SECTION 2 : LES OBLIGATIONS DE TRANSPOSITION PAR LES
ETATS MEMBRES
La formule appliquée à la directive par le
législateur communautaire consacre de manière évidente un
rôle de l'Etat membre dans l'exécution de cet acte juridique
communautaire, une responsabilité marquée d'une grande
liberté synonyme du respect par la communauté de l'autonomie
institutionnelle et procédurale de l'Etat membre. Toutefois, même
si la CEMAC consacre le principe (paragraphe I), il reste tout
de même que celui-ci est limité par les impératifs
communautaires (paragraphe II).
Paragraphe 1 : la valeur supranationale des directives sur
les droits internes des Etats membres
Nous insisterons ici, sur la signification pratique
(B), d'une autonomie consacrée par les textes primaires
et les principes du droit communautaire (A).
A- Les sources du principe
Si l'autonomie des Etats membres ressort assez clairement
à la lecture de certaines dispositions des textes communautaires
originaires (1), c'est également le cas lorsque l'on s'intéresse
aux principes qui partagent les compétences dans les communautés
économiques régionales comme la CEMAC (2).

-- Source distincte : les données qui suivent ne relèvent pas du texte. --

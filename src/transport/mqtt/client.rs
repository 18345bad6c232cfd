//! Impure I/O operations for the rumqttc backend
//!
//! Owns two tasks per connection. The event-loop task is the I/O context: it
//! forwards inbound publishes and unexpected connection loss to the
//! registered event sink, and never reconnects on its own. The forwarding
//! task feeds outbound requests to the rumqttc `AsyncClient` in order,
//! waiting whenever its bounded request channel is full, so the control loop
//! can queue any number of requests without blocking or losing them.

use super::connection::{configure_mqtt_options, to_mqtt_qos, validate_endpoint};
use super::message_handler::{EventRoute, MessageHandler};
use crate::client::queue::EventSink;
use crate::config::BrokerSection;
use crate::protocol::QoS;
use crate::transport::{BackendError, BackendFactory, BrokerBackend, ConnectRequest};
use async_trait::async_trait;
use bytes::Bytes;
use rumqttc::v5::{AsyncClient, EventLoop};
use std::sync::atomic::{AtomicBool, Ordering};
use std::sync::{Arc, Mutex};
use std::time::Duration;
use tokio::sync::{mpsc, watch};
use tokio::task::JoinHandle;
use tracing::{debug, error, info, warn};

/// Capacity of the rumqttc request channel
const REQUEST_CHANNEL_CAPACITY: usize = 10;

/// Request queued by the control loop for the forwarding task
#[derive(Debug, Clone, PartialEq)]
enum Outbound {
    Publish {
        topic: String,
        payload: Bytes,
        qos: QoS,
        retain: bool,
    },
    Subscribe {
        filter: String,
        qos: QoS,
    },
    Unsubscribe {
        filter: String,
    },
    Disconnect,
}

/// Handshake progress reported by the event-loop task
#[derive(Debug, Clone, PartialEq)]
enum LinkState {
    Connecting,
    Connected,
    Failed(String),
}

type SinkSlot = Arc<Mutex<Option<EventSink>>>;

/// Creates [`RumqttcBackend`]s
#[derive(Debug, Clone, Copy, Default)]
pub struct RumqttcFactory;

impl BackendFactory for RumqttcFactory {
    fn create(&self, settings: &BrokerSection) -> Result<Box<dyn BrokerBackend>, BackendError> {
        validate_endpoint(settings)?;
        Ok(Box::new(RumqttcBackend::new(settings.clone())))
    }
}

/// Broker backend driving a rumqttc v5 client
pub struct RumqttcBackend {
    settings: BrokerSection,
    outbound_tx: Option<mpsc::UnboundedSender<Outbound>>,
    connected: Arc<AtomicBool>,
    sink: SinkSlot,
    shutdown_tx: Option<watch::Sender<bool>>,
    event_loop_handle: Option<JoinHandle<()>>,
    forwarder_handle: Option<JoinHandle<()>>,
}

impl RumqttcBackend {
    pub fn new(settings: BrokerSection) -> Self {
        Self {
            settings,
            outbound_tx: None,
            connected: Arc::new(AtomicBool::new(false)),
            sink: Arc::new(Mutex::new(None)),
            shutdown_tx: None,
            event_loop_handle: None,
            forwarder_handle: None,
        }
    }

    /// Hand a request to the forwarding task
    fn enqueue(&self, request: Outbound) -> Result<(), BackendError> {
        match &self.outbound_tx {
            Some(outbound_tx) if self.connected.load(Ordering::Acquire) => outbound_tx
                .send(request)
                .map_err(|_| BackendError::NotConnected),
            _ => Err(BackendError::NotConnected),
        }
    }

    /// Stop a running event-loop task, if any
    fn stop_event_loop(&mut self) {
        if let Some(shutdown_tx) = self.shutdown_tx.take() {
            let _ = shutdown_tx.send(true);
        }
        if let Some(handle) = self.event_loop_handle.take() {
            handle.abort();
        }
        if let Some(handle) = self.forwarder_handle.take() {
            handle.abort();
        }
        self.outbound_tx = None;
        self.connected.store(false, Ordering::Release);
    }

    /// Feed queued requests to rumqttc one at a time, in order
    ///
    /// Ends after forwarding a disconnect, when every sender is gone, or when
    /// the event loop has stopped.
    async fn forward_requests(client: AsyncClient, mut requests: mpsc::UnboundedReceiver<Outbound>) {
        while let Some(request) = requests.recv().await {
            let last = request == Outbound::Disconnect;
            let result = match request {
                Outbound::Publish {
                    topic,
                    payload,
                    qos,
                    retain,
                } => client.publish(topic, to_mqtt_qos(qos), retain, payload).await,
                Outbound::Subscribe { filter, qos } => client.subscribe(filter, to_mqtt_qos(qos)).await,
                Outbound::Unsubscribe { filter } => client.unsubscribe(filter).await,
                Outbound::Disconnect => client.disconnect().await,
            };

            if let Err(e) = result {
                warn!(target: "mqtt_transport", error = %e, "Event loop gone, dropping queued requests");
                break;
            }
            if last {
                break;
            }
        }
        debug!(target: "mqtt_transport", "Request forwarder stopped");
    }

    /// Wait for the event-loop task to report the ConnAck, bounded by `timeout`
    async fn wait_for_connection_confirmation(
        mut state_rx: watch::Receiver<LinkState>,
        timeout: Duration,
    ) -> Result<(), BackendError> {
        let outcome = tokio::time::timeout(timeout, async {
            loop {
                let state = state_rx.borrow_and_update().clone();
                match state {
                    LinkState::Connected => return Ok(()),
                    LinkState::Failed(reason) => return Err(BackendError::Handshake(reason)),
                    LinkState::Connecting => {}
                }
                if state_rx.changed().await.is_err() {
                    return Err(BackendError::Handshake(
                        "event loop stopped before ConnAck".to_string(),
                    ));
                }
            }
        })
        .await;

        match outcome {
            Ok(result) => result,
            Err(_) => Err(BackendError::Timeout(timeout)),
        }
    }

    /// Poll the event loop until shutdown, disconnect or a connection error
    async fn run_event_loop(
        mut event_loop: EventLoop,
        state_tx: watch::Sender<LinkState>,
        mut shutdown_rx: watch::Receiver<bool>,
        connected: Arc<AtomicBool>,
        sink: SinkSlot,
    ) {
        let mut shutdown_open = true;

        loop {
            tokio::select! {
                changed = shutdown_rx.changed(), if shutdown_open => {
                    match changed {
                        Ok(()) if *shutdown_rx.borrow() => {
                            debug!(target: "mqtt_transport", "Shutdown signal received, stopping event loop");
                            break;
                        }
                        Ok(()) => {}
                        // Sender gone after a clean disconnect: keep polling until it is sent
                        Err(_) => shutdown_open = false,
                    }
                }

                result = event_loop.poll() => {
                    match result {
                        Ok(event) => {
                            let route = MessageHandler::route_mqtt_event(&event);
                            if !Self::process_event_route(route, &state_tx, &connected, &sink) {
                                break;
                            }
                        }
                        Err(e) => {
                            Self::handle_connection_error(&e.to_string(), &state_tx, &connected, &sink);
                            break;
                        }
                    }
                }
            }
        }

        connected.store(false, Ordering::Release);
        debug!(target: "mqtt_transport", "MQTT event loop stopped");
    }

    /// Act on a routed event; returns `false` to stop the loop
    fn process_event_route(
        route: EventRoute,
        state_tx: &watch::Sender<LinkState>,
        connected: &AtomicBool,
        sink: &SinkSlot,
    ) -> bool {
        match route {
            EventRoute::ConnectionAccepted => {
                connected.store(true, Ordering::Release);
                let _ = state_tx.send(LinkState::Connected);
                true
            }
            EventRoute::ConnectionRefused(reason) => {
                Self::handle_connection_error(&format!("connection refused: {reason}"), state_tx, connected, sink);
                false
            }
            EventRoute::MessageReceived(message) => {
                tracing::debug!(target: "mqtt_transport", "Received MQTT message on topic: {}", message.topic);
                match current_sink(sink) {
                    Some(sink) => {
                        if !sink.on_message(message) {
                            debug!(target: "mqtt_transport", "Inbound message not accepted by event queue");
                        }
                    }
                    None => debug!(target: "mqtt_transport", "No event sink registered, dropping message"),
                }
                true
            }
            EventRoute::Disconnected(reason) => {
                Self::handle_connection_error(&format!("broker disconnected: {reason}"), state_tx, connected, sink);
                false
            }
            EventRoute::DisconnectSent => {
                debug!(target: "mqtt_transport", "DISCONNECT sent");
                false
            }
            EventRoute::SubscriptionConfirmed { packet_id } => {
                tracing::debug!(target: "mqtt_transport", "Subscription confirmed: {}", packet_id);
                true
            }
            EventRoute::InfrastructureEvent(event) => {
                tracing::debug!(target: "mqtt_transport", "MQTT event: {}", event);
                true
            }
            EventRoute::OutgoingEvent => true,
        }
    }

    /// Report a lost or failed connection
    ///
    /// Fails a pending handshake, and signals an unexpected close only when
    /// the connection was established and no disconnect was requested.
    fn handle_connection_error(
        reason: &str,
        state_tx: &watch::Sender<LinkState>,
        connected: &AtomicBool,
        sink: &SinkSlot,
    ) {
        let was_connected = connected.swap(false, Ordering::AcqRel);
        let _ = state_tx.send(LinkState::Failed(reason.to_string()));

        if was_connected {
            warn!(target: "mqtt_transport", "MQTT connection lost: {}", reason);
            if let Some(sink) = current_sink(sink) {
                sink.on_connection_closed();
            }
        } else {
            debug!(target: "mqtt_transport", "MQTT connection error: {}", reason);
        }
    }
}

fn current_sink(slot: &SinkSlot) -> Option<EventSink> {
    slot.lock()
        .unwrap_or_else(|poisoned| poisoned.into_inner())
        .clone()
}

#[async_trait]
impl BrokerBackend for RumqttcBackend {
    async fn connect(&mut self, request: &ConnectRequest) -> Result<(), BackendError> {
        self.stop_event_loop();

        let options = configure_mqtt_options(&self.settings, request)?;
        let (client, event_loop) = AsyncClient::new(options, REQUEST_CHANNEL_CAPACITY);

        let (state_tx, state_rx) = watch::channel(LinkState::Connecting);
        let (shutdown_tx, shutdown_rx) = watch::channel(false);

        let handle = tokio::spawn(Self::run_event_loop(
            event_loop,
            state_tx,
            shutdown_rx,
            self.connected.clone(),
            self.sink.clone(),
        ));
        self.shutdown_tx = Some(shutdown_tx);
        self.event_loop_handle = Some(handle);

        info!(
            endpoint = %self.settings.endpoint(),
            client_id = %request.client_id,
            "Connecting to MQTT broker"
        );

        if let Err(e) = Self::wait_for_connection_confirmation(state_rx, request.timeout).await {
            error!(endpoint = %self.settings.endpoint(), error = %e, "MQTT handshake failed");
            self.stop_event_loop();
            return Err(e);
        }

        let (outbound_tx, outbound_rx) = mpsc::unbounded_channel();
        self.forwarder_handle = Some(tokio::spawn(Self::forward_requests(client, outbound_rx)));
        self.outbound_tx = Some(outbound_tx);
        Ok(())
    }

    fn disconnect(&mut self) -> Result<(), BackendError> {
        let result = self.enqueue(Outbound::Disconnect);

        // Cleared after queueing so the resulting close is not reported as unexpected
        self.connected.store(false, Ordering::Release);

        // Both tasks drain what is queued, send the DISCONNECT and stop by themselves
        self.outbound_tx = None;
        self.shutdown_tx = None;
        self.event_loop_handle = None;
        self.forwarder_handle = None;
        result
    }

    fn publish(
        &mut self,
        topic: &str,
        payload: Bytes,
        qos: QoS,
        retain: bool,
    ) -> Result<(), BackendError> {
        self.enqueue(Outbound::Publish {
            topic: topic.to_string(),
            payload,
            qos,
            retain,
        })
    }

    fn subscribe(&mut self, filters: &[String], qos: &[QoS]) -> Result<(), BackendError> {
        for (filter, qos) in filters.iter().zip(qos.iter()) {
            self.enqueue(Outbound::Subscribe {
                filter: filter.clone(),
                qos: *qos,
            })?;
        }
        Ok(())
    }

    fn unsubscribe(&mut self, filters: &[String]) -> Result<(), BackendError> {
        for filter in filters {
            self.enqueue(Outbound::Unsubscribe {
                filter: filter.clone(),
            })?;
        }
        Ok(())
    }

    fn is_connected(&self) -> bool {
        self.outbound_tx.is_some() && self.connected.load(Ordering::Acquire)
    }

    fn set_event_sink(&mut self, sink: Option<EventSink>) {
        *self
            .sink
            .lock()
            .unwrap_or_else(|poisoned| poisoned.into_inner()) = sink;
    }
}

impl Drop for RumqttcBackend {
    fn drop(&mut self) {
        self.stop_event_loop();
    }
}
//! Protocol-level types shared by the client core and the transports
//!
//! Inbound message representation, QoS levels and topic filter matching.

pub mod messages;
pub mod topics;

pub use messages::*;
pub use topics::*;
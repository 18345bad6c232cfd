//! rumqttc-backed broker backend
//!
//! Pure functions are kept apart from I/O for testability:
//!
//! - [`connection`] - Endpoint validation, option building, QoS conversion
//! - [`message_handler`] - Routing of rumqttc events
//! - [`client`] - The backend itself and its event-loop task
//!
//! # Usage
//!
//! ```rust,no_run
//! use brokerlink::client::BrokerClient;
//! use brokerlink::config::ClientConfig;
//!
//! # tokio_test::block_on(async {
//! let mut client = BrokerClient::with_rumqttc(ClientConfig::default());
//! client.connect();
//! loop {
//!     client.tick().await;
//!     if client.is_connected() {
//!         break;
//!     }
//! }
//! # });
//! ```

pub mod client;
pub mod connection;
pub mod message_handler;

pub use client::{RumqttcBackend, RumqttcFactory};
pub use connection::{configure_mqtt_options, validate_endpoint};
pub use message_handler::{EventRoute, MessageHandler};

1- Les textes communautaires originaires
Les faiblesses intrinsèques à tout ordre
juridique d'émanation internationale ou régionale conduisent les
institutions créées dans un cadre interétatique à
recourir, pour l'exécution de nombre des actes juridiques qu'elles
adoptent, à l'utilisation des systèmes juridiques nationaux. Cet
emprunt est conditionné par le respect du principe de l'autonomie
institutionnelle des Etats membres, d'où l'affirmation claire de ce
dernier par les textes originaires de la CEMAC.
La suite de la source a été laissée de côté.